_Directions_
Instruction for the entries that follow: retype exactly the lines from the line with "const MAX_SDP_BYTES: usize = 128 * 1024;" to the line with "Validate declared criteria", both included, and omit all others.

# # # # #

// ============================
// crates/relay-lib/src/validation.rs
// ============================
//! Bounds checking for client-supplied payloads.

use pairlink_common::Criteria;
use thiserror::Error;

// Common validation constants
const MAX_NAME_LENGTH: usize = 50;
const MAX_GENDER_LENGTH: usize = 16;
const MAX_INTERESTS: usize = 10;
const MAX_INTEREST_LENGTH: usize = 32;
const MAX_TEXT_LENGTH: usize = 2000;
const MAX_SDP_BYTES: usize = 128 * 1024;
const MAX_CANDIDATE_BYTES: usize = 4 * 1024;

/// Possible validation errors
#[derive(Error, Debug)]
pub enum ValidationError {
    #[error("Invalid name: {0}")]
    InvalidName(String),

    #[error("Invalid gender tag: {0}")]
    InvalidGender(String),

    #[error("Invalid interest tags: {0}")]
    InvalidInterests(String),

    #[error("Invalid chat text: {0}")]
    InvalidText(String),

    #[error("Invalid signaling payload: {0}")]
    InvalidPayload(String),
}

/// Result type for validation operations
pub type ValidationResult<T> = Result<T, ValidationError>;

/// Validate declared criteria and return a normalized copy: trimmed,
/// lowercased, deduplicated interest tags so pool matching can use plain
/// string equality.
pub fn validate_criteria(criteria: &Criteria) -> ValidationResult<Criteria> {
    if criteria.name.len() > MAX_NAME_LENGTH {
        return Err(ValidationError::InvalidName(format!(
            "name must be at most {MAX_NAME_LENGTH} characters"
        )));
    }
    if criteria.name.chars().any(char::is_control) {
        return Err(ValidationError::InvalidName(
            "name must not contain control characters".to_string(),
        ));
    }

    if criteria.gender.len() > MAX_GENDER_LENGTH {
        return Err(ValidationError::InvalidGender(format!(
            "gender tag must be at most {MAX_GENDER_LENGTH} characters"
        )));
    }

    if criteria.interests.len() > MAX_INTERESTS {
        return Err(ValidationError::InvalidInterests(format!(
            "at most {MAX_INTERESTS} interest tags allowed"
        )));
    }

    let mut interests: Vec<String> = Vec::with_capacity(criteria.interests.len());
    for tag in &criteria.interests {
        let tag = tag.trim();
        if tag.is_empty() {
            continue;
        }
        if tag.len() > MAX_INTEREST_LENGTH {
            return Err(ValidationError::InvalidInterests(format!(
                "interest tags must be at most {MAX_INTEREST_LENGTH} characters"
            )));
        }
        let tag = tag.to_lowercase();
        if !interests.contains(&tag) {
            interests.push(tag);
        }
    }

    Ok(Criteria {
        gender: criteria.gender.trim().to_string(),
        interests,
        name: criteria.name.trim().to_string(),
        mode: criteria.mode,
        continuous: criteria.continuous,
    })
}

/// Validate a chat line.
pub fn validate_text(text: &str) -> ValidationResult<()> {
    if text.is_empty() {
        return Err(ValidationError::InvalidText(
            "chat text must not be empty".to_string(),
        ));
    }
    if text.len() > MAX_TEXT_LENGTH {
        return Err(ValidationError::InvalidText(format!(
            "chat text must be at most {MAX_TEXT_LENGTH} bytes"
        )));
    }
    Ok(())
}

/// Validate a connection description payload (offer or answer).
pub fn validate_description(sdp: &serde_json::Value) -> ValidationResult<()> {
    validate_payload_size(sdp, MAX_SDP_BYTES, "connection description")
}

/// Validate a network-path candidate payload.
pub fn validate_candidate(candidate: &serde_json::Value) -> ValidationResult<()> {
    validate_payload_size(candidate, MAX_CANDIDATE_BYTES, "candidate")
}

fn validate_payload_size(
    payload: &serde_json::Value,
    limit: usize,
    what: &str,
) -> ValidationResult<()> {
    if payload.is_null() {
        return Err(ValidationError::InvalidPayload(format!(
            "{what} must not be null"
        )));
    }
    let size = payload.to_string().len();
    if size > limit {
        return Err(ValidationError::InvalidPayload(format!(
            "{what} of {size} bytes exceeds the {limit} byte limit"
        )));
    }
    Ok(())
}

# # # # #

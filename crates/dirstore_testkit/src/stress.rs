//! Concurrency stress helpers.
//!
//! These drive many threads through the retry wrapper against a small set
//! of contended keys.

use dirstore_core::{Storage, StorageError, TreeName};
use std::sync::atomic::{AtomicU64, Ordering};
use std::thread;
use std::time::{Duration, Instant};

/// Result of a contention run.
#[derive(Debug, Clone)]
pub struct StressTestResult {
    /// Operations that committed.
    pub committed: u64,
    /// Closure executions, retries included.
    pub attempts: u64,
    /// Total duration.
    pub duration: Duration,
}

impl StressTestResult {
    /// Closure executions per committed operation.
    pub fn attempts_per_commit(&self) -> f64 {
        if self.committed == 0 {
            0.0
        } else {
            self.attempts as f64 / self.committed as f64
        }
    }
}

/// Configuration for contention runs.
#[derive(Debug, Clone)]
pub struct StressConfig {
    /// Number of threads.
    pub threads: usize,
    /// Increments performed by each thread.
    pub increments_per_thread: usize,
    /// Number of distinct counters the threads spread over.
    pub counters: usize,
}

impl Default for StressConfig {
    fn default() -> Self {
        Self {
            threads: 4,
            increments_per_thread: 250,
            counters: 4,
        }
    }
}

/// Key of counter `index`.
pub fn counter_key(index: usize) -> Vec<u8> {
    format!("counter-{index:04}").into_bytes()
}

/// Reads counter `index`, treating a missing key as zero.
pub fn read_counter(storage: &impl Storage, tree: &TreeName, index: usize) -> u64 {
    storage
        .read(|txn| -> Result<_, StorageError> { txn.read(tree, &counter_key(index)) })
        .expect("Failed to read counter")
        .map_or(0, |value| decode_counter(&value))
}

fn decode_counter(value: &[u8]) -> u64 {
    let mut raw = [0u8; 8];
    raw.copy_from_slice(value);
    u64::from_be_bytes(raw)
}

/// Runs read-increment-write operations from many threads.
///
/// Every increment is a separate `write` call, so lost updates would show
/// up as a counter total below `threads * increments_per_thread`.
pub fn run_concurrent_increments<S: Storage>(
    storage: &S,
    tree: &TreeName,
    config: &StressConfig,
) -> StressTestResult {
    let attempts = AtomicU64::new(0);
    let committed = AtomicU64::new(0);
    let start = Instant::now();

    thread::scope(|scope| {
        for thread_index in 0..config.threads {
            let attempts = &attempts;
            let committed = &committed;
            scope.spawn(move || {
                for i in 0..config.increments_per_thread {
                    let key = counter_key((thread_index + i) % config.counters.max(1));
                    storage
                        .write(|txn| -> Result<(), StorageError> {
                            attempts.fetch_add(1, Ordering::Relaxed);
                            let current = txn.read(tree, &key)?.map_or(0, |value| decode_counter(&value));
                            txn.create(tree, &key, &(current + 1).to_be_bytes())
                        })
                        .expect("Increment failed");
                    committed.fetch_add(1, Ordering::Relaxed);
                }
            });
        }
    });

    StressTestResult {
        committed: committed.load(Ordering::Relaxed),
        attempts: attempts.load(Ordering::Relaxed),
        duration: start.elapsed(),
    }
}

# # # # #

_Answer for the task_
const MAX_SDP_BYTES: usize = 128 * 1024;
const MAX_CANDIDATE_BYTES: usize = 4 * 1024;

/// Possible validation errors
#[derive(Error, Debug)]
pub enum ValidationError {
    #[error("Invalid name: {0}")]
    InvalidName(String),

    #[error("Invalid gender tag: {0}")]
    InvalidGender(String),

    #[error("Invalid interest tags: {0}")]
    InvalidInterests(String),

    #[error("Invalid chat text: {0}")]
    InvalidText(String),

    #[error("Invalid signaling payload: {0}")]
    InvalidPayload(String),
}

/// Result type for validation operations
pub type ValidationResult<T> = Result<T, ValidationError>;

/// Validate declared criteria and return a normalized copy: trimmed,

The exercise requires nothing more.